The familiar words of the invocation flowed over Darcy, their currents witnessing to him of a higher order of majesty that rarely failed to compel his attention, although Miss Bingley’s whispered complaints of the cold and the length of the prayer were formidable obstacles. The “Amen” was sounded, echoed thankfully by several in their party, and the first hymn announced. It was one not known to Darcy, so he elected to listen rather than pick his way through it. That his tutor would be the lady whose song had so enchanted him the week previous was further inducement to hold his peace. He was not disappointed; Elizabeth’s voice swelled in sure tones, with feeling and a grace that moved him deeply. At the last verse he joined his baritone to her soprano much to the giggling delight of a pair of very young ladies in front of them. As they resumed their seats, Darcy suffered their backward glances only once before treating them to a brow lifted in freezing censure, which served only to send them again into paroxysms of silliness. To his further indignation, Elizabeth seemed unable to resist joining, quickly clasping a gloved hand over her mouth and peeping up mischievously at him. Darcy petulantly ignored her and sternly directed his attention to the vicar.

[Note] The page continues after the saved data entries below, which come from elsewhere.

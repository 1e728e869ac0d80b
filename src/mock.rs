use std::{
    collections::{HashMap, VecDeque},
    fmt,
    sync::{Arc, Mutex},
    time::{Duration, Instant},
};

use bytes::Bytes;
use reqwest::Method;
use serde::Serialize;

use super::adapter::{
    RestBytes, RestError, RestFuture, RestRequest, RestResponse, RestResult, RestTransport,
};
use super::error::{ClientError, ClientResult};

/// What the mock transport is doing, mirroring a real connection.
#[derive(Clone, Copy, Debug, PartialEq, Eq)]
pub enum MockTransportState {
    Idle,
    Busy,
    Error,
}

#[derive(Clone, Debug, Default)]
pub enum MockBehavior {
    #[default]
    Pass,
    /// Answer after `Duration`, or fail with a timeout once the request's own
    /// timeout elapses first. Waits on the tokio timer, so the mock must be
    /// driven inside a tokio runtime.
    Delay(Duration),
    /// Answer with `status` and `reason` as the body.
    Reject {
        status: u16,
        reason: String,
    },
    ConnectError {
        reason: String,
        retryable: bool,
    },
    SendError {
        reason: String,
        retryable: bool,
    },
    ReceiveError {
        reason: String,
        retryable: bool,
    },
    TimeoutError {
        reason: String,
    },
    InternalError {
        reason: String,
    },
    Drop,
}

impl MockBehavior {
    pub fn delay(ms: u64) -> Self {
        Self::Delay(Duration::from_millis(ms))
    }

    pub fn reject(status: u16, reason: impl Into<String>) -> Self {
        Self::Reject {
            status,
            reason: reason.into(),
        }
    }

    pub fn connect_error(reason: impl Into<String>, retryable: bool) -> Self {
        Self::ConnectError {
            reason: reason.into(),
            retryable,
        }
    }

    pub fn send_error(reason: impl Into<String>, retryable: bool) -> Self {
        Self::SendError {
            reason: reason.into(),
            retryable,
        }
    }

    pub fn receive_error(reason: impl Into<String>, retryable: bool) -> Self {
        Self::ReceiveError {
            reason: reason.into(),
            retryable,
        }
    }

    pub fn timeout_error(reason: impl Into<String>) -> Self {
        Self::TimeoutError {
            reason: reason.into(),
        }
    }

    pub fn internal_error(reason: impl Into<String>) -> Self {
        Self::InternalError {
            reason: reason.into(),
        }
    }

    pub fn drop_response() -> Self {
        Self::Drop
    }
}

/// Behaviours consumed one per request, front first. An exhausted plan
/// behaves as `Pass`.
#[derive(Clone, Debug, Default)]
pub struct MockBehaviorPlan {
    request: VecDeque<MockBehavior>,
}

impl MockBehaviorPlan {
    pub fn push(&mut self, behavior: MockBehavior) -> &mut Self {
        self.request.push_back(behavior);
        self
    }

    fn pop(&mut self) -> MockBehavior {
        self.request.pop_front().unwrap_or_default()
    }

    fn len(&self) -> usize {
        self.request.len()
    }
}

impl FromIterator<MockBehavior> for MockBehaviorPlan {
    fn from_iter<I: IntoIterator<Item = MockBehavior>>(iter: I) -> Self {
        Self {
            request: iter.into_iter().collect(),
        }
    }
}

#[derive(Clone, Debug)]
pub struct MockResponse {
    pub status: u16,
    pub headers: Vec<(String, RestBytes)>,
    pub body: RestBytes,
}

impl MockResponse {
    pub fn new(status: u16, body: impl Into<RestBytes>) -> Self {
        Self {
            status,
            headers: Vec::new(),
            body: body.into(),
        }
    }

    pub fn with_header(mut self, key: impl Into<String>, value: impl Into<RestBytes>) -> Self {
        self.headers.push((key.into(), value.into()));
        self
    }

    pub fn text(status: u16, body: impl Into<String>) -> Self {
        Self::new(status, body.into())
    }

    pub fn empty(status: u16) -> Self {
        Self::new(status, Bytes::new())
    }

    pub fn json<T: Serialize + ?Sized>(status: u16, payload: &T) -> ClientResult<Self> {
        let body = sonic_rs::to_vec(payload).map_err(|err| ClientError::Encode(err.to_string()))?;
        Ok(Self::new(status, body).with_header("content-type", "application/json"))
    }
}

/// Computes a response from the request when no queued response matches.
pub type MockResponder = Arc<dyn Fn(&RestRequest) -> Option<MockResponse> + Send + Sync>;

#[derive(Clone, Debug)]
pub struct MockRestStateSnapshot {
    pub state: MockTransportState,
    pub request_count: usize,
    pub last_url: Option<String>,
    pub last_status: Option<u16>,
    pub behavior_remaining: usize,
    pub response_queue_len: usize,
    pub route_queue_len: usize,
    pub inbound_count: usize,
    pub outbound_count: usize,
    pub elapsed_total: Duration,
    pub last_error: Option<String>,
}

struct MockRestAdapterState {
    state: MockTransportState,
    request_count: usize,
    last_url: Option<String>,
    last_status: Option<u16>,
    behavior_plan: MockBehaviorPlan,
    default_response_queue: VecDeque<MockResponse>,
    route_response_queues: HashMap<(Method, String), VecDeque<MockResponse>>,
    responder: Option<MockResponder>,
    outbound_log: Vec<RestRequest>,
    inbound_log: Vec<RestResponse>,
    last_error: Option<String>,
    elapsed_total: Duration,
}

impl MockRestAdapterState {
    fn snapshot(&self) -> MockRestStateSnapshot {
        MockRestStateSnapshot {
            state: self.state,
            request_count: self.request_count,
            last_url: self.last_url.clone(),
            last_status: self.last_status,
            behavior_remaining: self.behavior_plan.len(),
            response_queue_len: self.default_response_queue.len(),
            route_queue_len: self.route_response_queues.values().map(VecDeque::len).sum(),
            inbound_count: self.inbound_log.len(),
            outbound_count: self.outbound_log.len(),
            elapsed_total: self.elapsed_total,
            last_error: self.last_error.clone(),
        }
    }
}

impl Default for MockRestAdapterState {
    fn default() -> Self {
        Self {
            state: MockTransportState::Idle,
            request_count: 0,
            last_url: None,
            last_status: None,
            behavior_plan: MockBehaviorPlan::default(),
            default_response_queue: VecDeque::new(),
            route_response_queues: HashMap::new(),
            responder: None,
            outbound_log: Vec::new(),
            inbound_log: Vec::new(),
            last_error: None,
            elapsed_total: Duration::ZERO,
        }
    }
}

impl fmt::Debug for MockRestAdapterState {
    fn fmt(&self, f: &mut fmt::Formatter<'_>) -> fmt::Result {
        f.debug_struct("MockRestAdapterState")
            .field("state", &self.state)
            .field("request_count", &self.request_count)
            .field("last_url", &self.last_url)
            .field("has_responder", &self.responder.is_some())
            .finish_non_exhaustive()
    }
}

/// In-memory `RestTransport` for deterministic tests.
///
/// Responses are picked in order: the queue for the exact `(method, url)`
/// route, then the default queue, then the responder, and finally an empty
/// 200. Clones share state, so a test can keep one handle for inspection
/// while the client owns another.
#[derive(Clone, Debug)]
pub struct MockRestAdapter {
    state: Arc<Mutex<MockRestAdapterState>>,
}

impl MockRestAdapter {
    pub fn new() -> Self {
        Self {
            state: Arc::new(Mutex::new(MockRestAdapterState::default())),
        }
    }

    pub fn with_behavior_plan(behavior_plan: MockBehaviorPlan) -> Self {
        let state = MockRestAdapterState {
            behavior_plan,
            ..MockRestAdapterState::default()
        };
        Self {
            state: Arc::new(Mutex::new(state)),
        }
    }

    pub fn with_behavior(behavior: MockBehavior) -> Self {
        Self::with_behavior_plan([behavior].into_iter().collect())
    }

    pub fn snapshot(&self) -> MockRestStateSnapshot {
        self.state
            .lock()
            .expect("mock-restapi mutex poisoned while taking snapshot")
            .snapshot()
    }

    pub fn set_responder<F>(&self, responder: F)
    where
        F: Fn(&RestRequest) -> Option<MockResponse> + Send + Sync + 'static,
    {
        self.state
            .lock()
            .expect("mock-restapi mutex poisoned while installing responder")
            .responder = Some(Arc::new(responder));
    }

    pub fn queue_response(&self, response: MockResponse) {
        self.state
            .lock()
            .expect("mock-restapi mutex poisoned while queueing response")
            .default_response_queue
            .push_back(response);
    }

    pub fn queue_response_for(&self, method: Method, url: impl Into<String>, response: MockResponse) {
        let key = (method, url.into());
        self.state
            .lock()
            .expect("mock-restapi mutex poisoned while queueing response by route")
            .route_response_queues
            .entry(key)
            .or_default()
            .push_back(response);
    }

    pub fn queue_get_response(&self, url: impl Into<String>, response: MockResponse) {
        self.queue_response_for(Method::GET, url, response);
    }

    pub fn queue_post_response(&self, url: impl Into<String>, response: MockResponse) {
        self.queue_response_for(Method::POST, url, response);
    }

    pub fn queue_delete_response(&self, url: impl Into<String>, response: MockResponse) {
        self.queue_response_for(Method::DELETE, url, response);
    }

    pub fn queue_error_text(
        &self,
        method: Method,
        url: impl Into<String>,
        status: u16,
        message: impl Into<String>,
    ) {
        self.queue_response_for(method, url, MockResponse::text(status, message));
    }

    pub fn queue_error_json<T: Serialize + ?Sized>(
        &self,
        method: Method,
        url: impl Into<String>,
        status: u16,
        payload: &T,
    ) -> ClientResult<()> {
        let response = MockResponse::json(status, payload)?;
        self.queue_response_for(method, url, response);
        Ok(())
    }

    /// Every request the mock has received, oldest first.
    pub fn outbound_requests(&self) -> Vec<RestRequest> {
        self.state
            .lock()
            .expect("mock-restapi mutex poisoned while reading outbound log")
            .outbound_log
            .clone()
    }

    /// Log the request and move to `Busy`, returning the next behaviour.
    fn begin(&self, request: &RestRequest) -> MockBehavior {
        let mut state = self
            .state
            .lock()
            .expect("mock-restapi mutex poisoned while starting request");
        state.outbound_log.push(request.clone());
        state.request_count += 1;
        state.last_url = Some(request.url.clone());
        state.state = MockTransportState::Busy;
        state.last_error = None;
        state.behavior_plan.pop()
    }

    fn next_response(&self, request: &RestRequest) -> Option<MockResponse> {
        let responder = {
            let mut state = self
                .state
                .lock()
                .expect("mock-restapi mutex poisoned while selecting response");
            let route_key = (request.method.clone(), request.url.clone());
            if let Some(response) = state
                .route_response_queues
                .get_mut(&route_key)
                .and_then(VecDeque::pop_front)
            {
                return Some(response);
            }
            if let Some(response) = state.default_response_queue.pop_front() {
                return Some(response);
            }
            state.responder.clone()
        };
        // Run outside the lock so a responder may inspect the adapter.
        responder.and_then(|responder| responder(request))
    }

    fn finish(&self, response: MockResponse, start: Instant) -> RestResponse {
        let elapsed = start.elapsed();
        let response = RestResponse {
            status: response.status,
            headers: response.headers,
            body: response.body,
            elapsed,
        };
        let mut state = self
            .state
            .lock()
            .expect("mock-restapi mutex poisoned while recording response");
        state.inbound_log.push(response.clone());
        state.last_status = Some(response.status);
        state.state = MockTransportState::Idle;
        state.elapsed_total += elapsed;
        response
    }

    fn fail(&self, error: RestError) -> RestError {
        let mut state = self
            .state
            .lock()
            .expect("mock-restapi mutex poisoned while recording error");
        state.state = MockTransportState::Error;
        state.last_error = Some(error.message.clone());
        state.last_status = None;
        error
    }
}

impl Default for MockRestAdapter {
    fn default() -> Self {
        Self::new()
    }
}

impl RestTransport for MockRestAdapter {
    fn execute(&self, request: RestRequest) -> RestFuture<RestResult<RestResponse>> {
        let adapter = self.clone();
        Box::pin(async move {
            let start = Instant::now();
            let behavior = adapter.begin(&request);

            let error = match behavior {
                MockBehavior::Drop => Some(RestError::timeout("mock transport dropped response")),
                MockBehavior::ConnectError { reason, retryable } => {
                    Some(RestError::connect(reason, retryable))
                }
                MockBehavior::SendError { reason, retryable } => Some(RestError::send(reason, retryable)),
                MockBehavior::ReceiveError { reason, retryable } => {
                    Some(RestError::receive(reason, retryable))
                }
                MockBehavior::TimeoutError { reason } => Some(RestError::timeout(reason)),
                MockBehavior::InternalError { reason } => Some(RestError::internal(reason)),
                MockBehavior::Delay(delay) => match request.timeout {
                    Some(timeout) if timeout < delay => {
                        tokio::time::sleep(timeout).await;
                        Some(RestError::timeout(format!(
                            "mock response delayed {delay:?}, request timed out after {timeout:?}"
                        )))
                    }
                    _ => {
                        tokio::time::sleep(delay).await;
                        None
                    }
                },
                MockBehavior::Reject { status, reason } => {
                    return Ok(adapter.finish(MockResponse::text(status, reason), start));
                }
                MockBehavior::Pass => None,
            };
            if let Some(error) = error {
                return Err(adapter.fail(error));
            }

            let response = adapter
                .next_response(&request)
                .unwrap_or_else(|| MockResponse::empty(200));
            Ok(adapter.finish(response, start))
        })
    }
}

Sunday’s confession was assigned. Darcy murmured the lines from memory without undue contemplation, the phrases concerning disobedience and ingratitude being, he believed, of little application. When the sin of pride was added to the catalog, Elizabeth stirred beside him and delicately but distinctly cleared her throat, giving him, he was persuaded, perfect justification for laying emphasis on the following transgression, of willfulness, in a manner she could not mistake.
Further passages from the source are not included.